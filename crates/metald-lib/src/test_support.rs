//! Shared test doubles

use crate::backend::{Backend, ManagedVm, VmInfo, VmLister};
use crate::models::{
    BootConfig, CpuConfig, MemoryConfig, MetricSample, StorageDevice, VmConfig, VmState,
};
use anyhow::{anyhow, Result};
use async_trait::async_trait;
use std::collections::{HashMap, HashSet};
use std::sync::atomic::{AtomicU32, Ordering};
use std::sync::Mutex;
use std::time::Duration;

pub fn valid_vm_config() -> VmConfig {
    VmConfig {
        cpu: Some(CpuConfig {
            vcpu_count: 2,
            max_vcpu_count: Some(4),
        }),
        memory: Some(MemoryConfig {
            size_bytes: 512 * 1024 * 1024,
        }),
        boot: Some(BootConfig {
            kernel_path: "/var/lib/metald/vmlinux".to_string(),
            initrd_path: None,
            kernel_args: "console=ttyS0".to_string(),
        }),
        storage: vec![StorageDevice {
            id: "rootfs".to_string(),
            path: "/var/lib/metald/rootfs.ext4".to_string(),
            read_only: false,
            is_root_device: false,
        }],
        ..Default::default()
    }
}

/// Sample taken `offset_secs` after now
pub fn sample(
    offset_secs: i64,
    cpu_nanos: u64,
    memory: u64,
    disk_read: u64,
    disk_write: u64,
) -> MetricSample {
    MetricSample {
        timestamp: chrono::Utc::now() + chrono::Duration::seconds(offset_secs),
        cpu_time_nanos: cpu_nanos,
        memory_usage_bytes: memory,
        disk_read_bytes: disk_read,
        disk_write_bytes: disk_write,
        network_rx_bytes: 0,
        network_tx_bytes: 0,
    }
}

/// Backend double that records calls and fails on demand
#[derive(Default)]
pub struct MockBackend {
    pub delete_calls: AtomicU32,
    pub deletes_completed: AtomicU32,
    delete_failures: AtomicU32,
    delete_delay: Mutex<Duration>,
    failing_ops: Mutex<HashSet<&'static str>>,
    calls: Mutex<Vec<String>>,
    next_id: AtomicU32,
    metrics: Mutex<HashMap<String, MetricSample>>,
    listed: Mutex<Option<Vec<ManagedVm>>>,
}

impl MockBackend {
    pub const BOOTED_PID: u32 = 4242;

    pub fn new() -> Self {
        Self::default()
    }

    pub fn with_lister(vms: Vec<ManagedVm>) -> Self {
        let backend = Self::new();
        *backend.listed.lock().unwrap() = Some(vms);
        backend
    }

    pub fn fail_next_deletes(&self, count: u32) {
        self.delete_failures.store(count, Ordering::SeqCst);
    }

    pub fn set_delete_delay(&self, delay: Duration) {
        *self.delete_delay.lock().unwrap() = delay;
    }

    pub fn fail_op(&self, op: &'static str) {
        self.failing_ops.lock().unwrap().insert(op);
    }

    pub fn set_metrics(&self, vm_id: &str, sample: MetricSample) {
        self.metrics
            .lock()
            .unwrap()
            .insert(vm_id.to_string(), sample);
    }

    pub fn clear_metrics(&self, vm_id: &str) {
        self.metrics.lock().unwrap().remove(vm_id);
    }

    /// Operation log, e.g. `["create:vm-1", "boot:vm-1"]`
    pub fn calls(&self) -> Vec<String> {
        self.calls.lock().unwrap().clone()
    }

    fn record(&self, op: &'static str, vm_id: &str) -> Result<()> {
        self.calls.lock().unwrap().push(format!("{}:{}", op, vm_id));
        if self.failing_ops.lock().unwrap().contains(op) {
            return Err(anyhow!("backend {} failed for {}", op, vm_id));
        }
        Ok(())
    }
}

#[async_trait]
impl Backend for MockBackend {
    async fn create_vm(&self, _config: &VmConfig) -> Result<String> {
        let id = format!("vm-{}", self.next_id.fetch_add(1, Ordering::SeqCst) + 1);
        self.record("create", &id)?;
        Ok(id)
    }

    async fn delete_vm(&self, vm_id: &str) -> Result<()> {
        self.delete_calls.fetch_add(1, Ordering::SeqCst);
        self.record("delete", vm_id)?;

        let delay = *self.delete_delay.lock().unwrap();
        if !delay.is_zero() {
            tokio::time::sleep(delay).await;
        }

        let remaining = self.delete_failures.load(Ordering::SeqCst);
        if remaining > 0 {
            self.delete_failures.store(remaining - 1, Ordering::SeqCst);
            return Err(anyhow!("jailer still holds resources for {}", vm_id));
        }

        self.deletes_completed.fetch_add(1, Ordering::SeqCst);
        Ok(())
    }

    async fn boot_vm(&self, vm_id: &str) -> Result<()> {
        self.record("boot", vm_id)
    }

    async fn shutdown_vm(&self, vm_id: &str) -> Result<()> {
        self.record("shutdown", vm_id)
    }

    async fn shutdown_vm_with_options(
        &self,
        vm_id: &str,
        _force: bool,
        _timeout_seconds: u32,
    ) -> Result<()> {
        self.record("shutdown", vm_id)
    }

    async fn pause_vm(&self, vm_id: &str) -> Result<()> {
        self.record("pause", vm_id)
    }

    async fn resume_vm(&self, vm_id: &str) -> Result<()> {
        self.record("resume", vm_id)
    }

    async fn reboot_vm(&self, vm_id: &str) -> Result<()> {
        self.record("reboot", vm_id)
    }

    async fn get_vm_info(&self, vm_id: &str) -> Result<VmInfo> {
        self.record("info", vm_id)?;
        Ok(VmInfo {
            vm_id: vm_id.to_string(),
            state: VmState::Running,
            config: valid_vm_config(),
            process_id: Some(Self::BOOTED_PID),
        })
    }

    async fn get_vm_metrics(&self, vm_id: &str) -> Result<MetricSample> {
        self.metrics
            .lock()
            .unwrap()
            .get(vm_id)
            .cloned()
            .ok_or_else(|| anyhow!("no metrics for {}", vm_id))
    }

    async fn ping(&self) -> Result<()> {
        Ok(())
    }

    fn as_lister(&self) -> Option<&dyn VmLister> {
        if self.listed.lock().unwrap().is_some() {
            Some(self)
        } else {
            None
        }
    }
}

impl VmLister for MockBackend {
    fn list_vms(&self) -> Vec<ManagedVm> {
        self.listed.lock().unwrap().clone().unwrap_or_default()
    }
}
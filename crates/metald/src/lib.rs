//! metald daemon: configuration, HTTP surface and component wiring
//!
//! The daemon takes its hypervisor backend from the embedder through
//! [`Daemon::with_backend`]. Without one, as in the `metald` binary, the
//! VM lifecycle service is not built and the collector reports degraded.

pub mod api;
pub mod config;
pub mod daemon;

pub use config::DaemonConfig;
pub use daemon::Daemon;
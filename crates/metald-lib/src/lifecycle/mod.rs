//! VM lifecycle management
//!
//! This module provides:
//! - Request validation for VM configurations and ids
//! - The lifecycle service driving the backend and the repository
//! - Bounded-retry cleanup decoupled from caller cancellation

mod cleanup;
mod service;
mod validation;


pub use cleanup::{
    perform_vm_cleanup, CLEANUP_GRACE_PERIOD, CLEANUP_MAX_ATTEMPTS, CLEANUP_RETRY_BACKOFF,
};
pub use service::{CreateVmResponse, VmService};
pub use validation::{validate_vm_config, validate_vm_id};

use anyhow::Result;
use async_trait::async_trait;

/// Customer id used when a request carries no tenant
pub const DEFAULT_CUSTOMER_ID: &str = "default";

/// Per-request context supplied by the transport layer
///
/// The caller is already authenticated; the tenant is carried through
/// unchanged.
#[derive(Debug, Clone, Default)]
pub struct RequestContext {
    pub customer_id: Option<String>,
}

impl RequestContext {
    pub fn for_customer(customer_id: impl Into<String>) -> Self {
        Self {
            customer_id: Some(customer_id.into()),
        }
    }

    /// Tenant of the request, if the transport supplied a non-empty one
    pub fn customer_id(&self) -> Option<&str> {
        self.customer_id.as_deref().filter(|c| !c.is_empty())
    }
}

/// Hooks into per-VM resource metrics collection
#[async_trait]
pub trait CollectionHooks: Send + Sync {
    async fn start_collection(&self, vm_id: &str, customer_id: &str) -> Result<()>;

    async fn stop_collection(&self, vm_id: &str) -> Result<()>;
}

* [Task instructions]
Every line that contains the string "HashMap" should be returned from the data.

* [Exercise response]
use std::collections::{HashMap, HashSet};
    metrics: Mutex<HashMap<String, MetricSample>>,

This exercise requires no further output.